# The data
- - -
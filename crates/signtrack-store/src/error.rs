//! Storage error types.

use signtrack_models::JobStatus;
use thiserror::Error;

/// Result type for storage operations.
pub type StoreResult<T> = Result<T, StoreError>;

/// Errors that can occur during ledger or artifact operations.
#[derive(Debug, Error)]
pub enum StoreError {
    #[error("Database error: {0}")]
    Database(#[from] sqlx::Error),

    #[error("Job not found: {0}")]
    JobNotFound(String),

    #[error("Job {job} is {from} and cannot transition to {to}")]
    InvalidTransition {
        job: String,
        from: JobStatus,
        to: JobStatus,
    },

    #[error("Corrupt ledger row: {0}")]
    CorruptRow(String),

    #[error("IO error: {0}")]
    Io(#[from] std::io::Error),

    #[error("JSON error: {0}")]
    Json(#[from] serde_json::Error),
}

impl StoreError {
    pub fn corrupt_row(msg: impl Into<String>) -> Self {
        Self::CorruptRow(msg.into())
    }
}
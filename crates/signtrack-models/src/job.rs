//! Processing jobs and the job status state machine.

use chrono::{DateTime, Utc};
use serde::{Deserialize, Serialize};
use std::fmt;
use std::str::FromStr;
use uuid::Uuid;

use crate::video::VideoId;

/// Unique identifier for a job.
#[derive(Debug, Clone, PartialEq, Eq, Hash, Serialize, Deserialize)]
#[serde(transparent)]
pub struct JobId(pub String);

impl JobId {
    /// Generate a new random job ID.
    pub fn new() -> Self {
        Self(Uuid::new_v4().to_string())
    }

    /// Create from an existing string.
    pub fn from_string(s: impl Into<String>) -> Self {
        Self(s.into())
    }

    /// Get the inner string.
    pub fn as_str(&self) -> &str {
        &self.0
    }
}

impl Default for JobId {
    fn default() -> Self {
        Self::new()
    }
}

impl fmt::Display for JobId {
    fn fmt(&self, f: &mut fmt::Formatter<'_>) -> fmt::Result {
        write!(f, "{}", self.0)
    }
}

/// Job processing status.
///
/// `Queued` is the initial state on creation. A job moves
/// `Queued -> Processing -> Done | Failed`; no transition out of a terminal
/// state exists. Reprocessing a video means creating a new job row, which
/// preserves the full history.
#[derive(Debug, Clone, Copy, PartialEq, Eq, Hash, Serialize, Deserialize, Default)]
#[serde(rename_all = "snake_case")]
pub enum JobStatus {
    /// Job is waiting to be picked up
    #[default]
    Queued,
    /// Job is actively being processed
    Processing,
    /// Job completed successfully
    Done,
    /// Job failed with an error
    Failed,
}

impl JobStatus {
    pub fn as_str(&self) -> &'static str {
        match self {
            JobStatus::Queued => "queued",
            JobStatus::Processing => "processing",
            JobStatus::Done => "done",
            JobStatus::Failed => "failed",
        }
    }

    /// Check if this is a terminal state (no more transitions defined).
    pub fn is_terminal(&self) -> bool {
        matches!(self, JobStatus::Done | JobStatus::Failed)
    }
}

impl fmt::Display for JobStatus {
    fn fmt(&self, f: &mut fmt::Formatter<'_>) -> fmt::Result {
        write!(f, "{}", self.as_str())
    }
}

/// Error for unrecognized status strings read back from storage.
#[derive(Debug, Clone, PartialEq, Eq, thiserror::Error)]
#[error("unknown job status: {0}")]
pub struct UnknownStatus(pub String);

impl FromStr for JobStatus {
    type Err = UnknownStatus;

    fn from_str(s: &str) -> Result<Self, Self::Err> {
        match s {
            "queued" => Ok(JobStatus::Queued),
            "processing" => Ok(JobStatus::Processing),
            "done" => Ok(JobStatus::Done),
            "failed" => Ok(JobStatus::Failed),
            other => Err(UnknownStatus(other.to_string())),
        }
    }
}

/// One attempt to process a video through the pipeline.
///
/// Multiple jobs may reference the same video (reprocessing, retries with a
/// different detector). Outside the defined status transitions a job row is
/// immutable history.
#[derive(Debug, Clone, PartialEq, Serialize, Deserialize)]
pub struct Job {
    /// Unique job ID
    pub id: JobId,
    /// Video this job processes
    pub video_id: VideoId,
    /// Current status
    pub status: JobStatus,
    /// Set when the job enters `Processing`
    #[serde(skip_serializing_if = "Option::is_none")]
    pub started_at: Option<DateTime<Utc>>,
    /// Set when the job enters a terminal state
    #[serde(skip_serializing_if = "Option::is_none")]
    pub finished_at: Option<DateTime<Utc>>,
    /// Error message (failed jobs only)
    #[serde(skip_serializing_if = "Option::is_none")]
    pub error: Option<String>,
    /// Quality score recorded on success
    #[serde(skip_serializing_if = "Option::is_none")]
    pub quality_score: Option<f64>,
    /// Number of processed frames recorded on success
    #[serde(skip_serializing_if = "Option::is_none")]
    pub frame_count: Option<u32>,
    /// Detection provider that produced the landmarks
    #[serde(skip_serializing_if = "Option::is_none")]
    pub provider_name: Option<String>,
    /// Artifact format tag (e.g. "jsonl")
    #[serde(skip_serializing_if = "Option::is_none")]
    pub output_format: Option<String>,
}

impl Job {
    /// Create a fresh queued job for a video.
    pub fn queued(video_id: VideoId) -> Self {
        Self {
            id: JobId::new(),
            video_id,
            status: JobStatus::Queued,
            started_at: None,
            finished_at: None,
            error: None,
            quality_score: None,
            frame_count: None,
            provider_name: None,
            output_format: None,
        }
    }
}

/// Outcome fields recorded when a job transitions to `Done`.
#[derive(Debug, Clone, PartialEq, Serialize, Deserialize)]
pub struct JobOutcome {
    pub quality_score: f64,
    pub frame_count: u32,
    pub provider_name: String,
    pub output_format: String,
}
- - -
# Required action
Exactly repeat the lines from the line that contains "for a video." to the end of the entries, both included, and leave out all other lines.

# Result for this task
    /// Create a fresh queued job for a video.
    pub fn queued(video_id: VideoId) -> Self {
        Self {
            id: JobId::new(),
            video_id,
            status: JobStatus::Queued,
            started_at: None,
            finished_at: None,
            error: None,
            quality_score: None,
            frame_count: None,
            provider_name: None,
            output_format: None,
        }
    }
}

/// Outcome fields recorded when a job transitions to `Done`.
#[derive(Debug, Clone, PartialEq, Serialize, Deserialize)]
pub struct JobOutcome {
    pub quality_score: f64,
    pub frame_count: u32,
    pub provider_name: String,
    pub output_format: String,
}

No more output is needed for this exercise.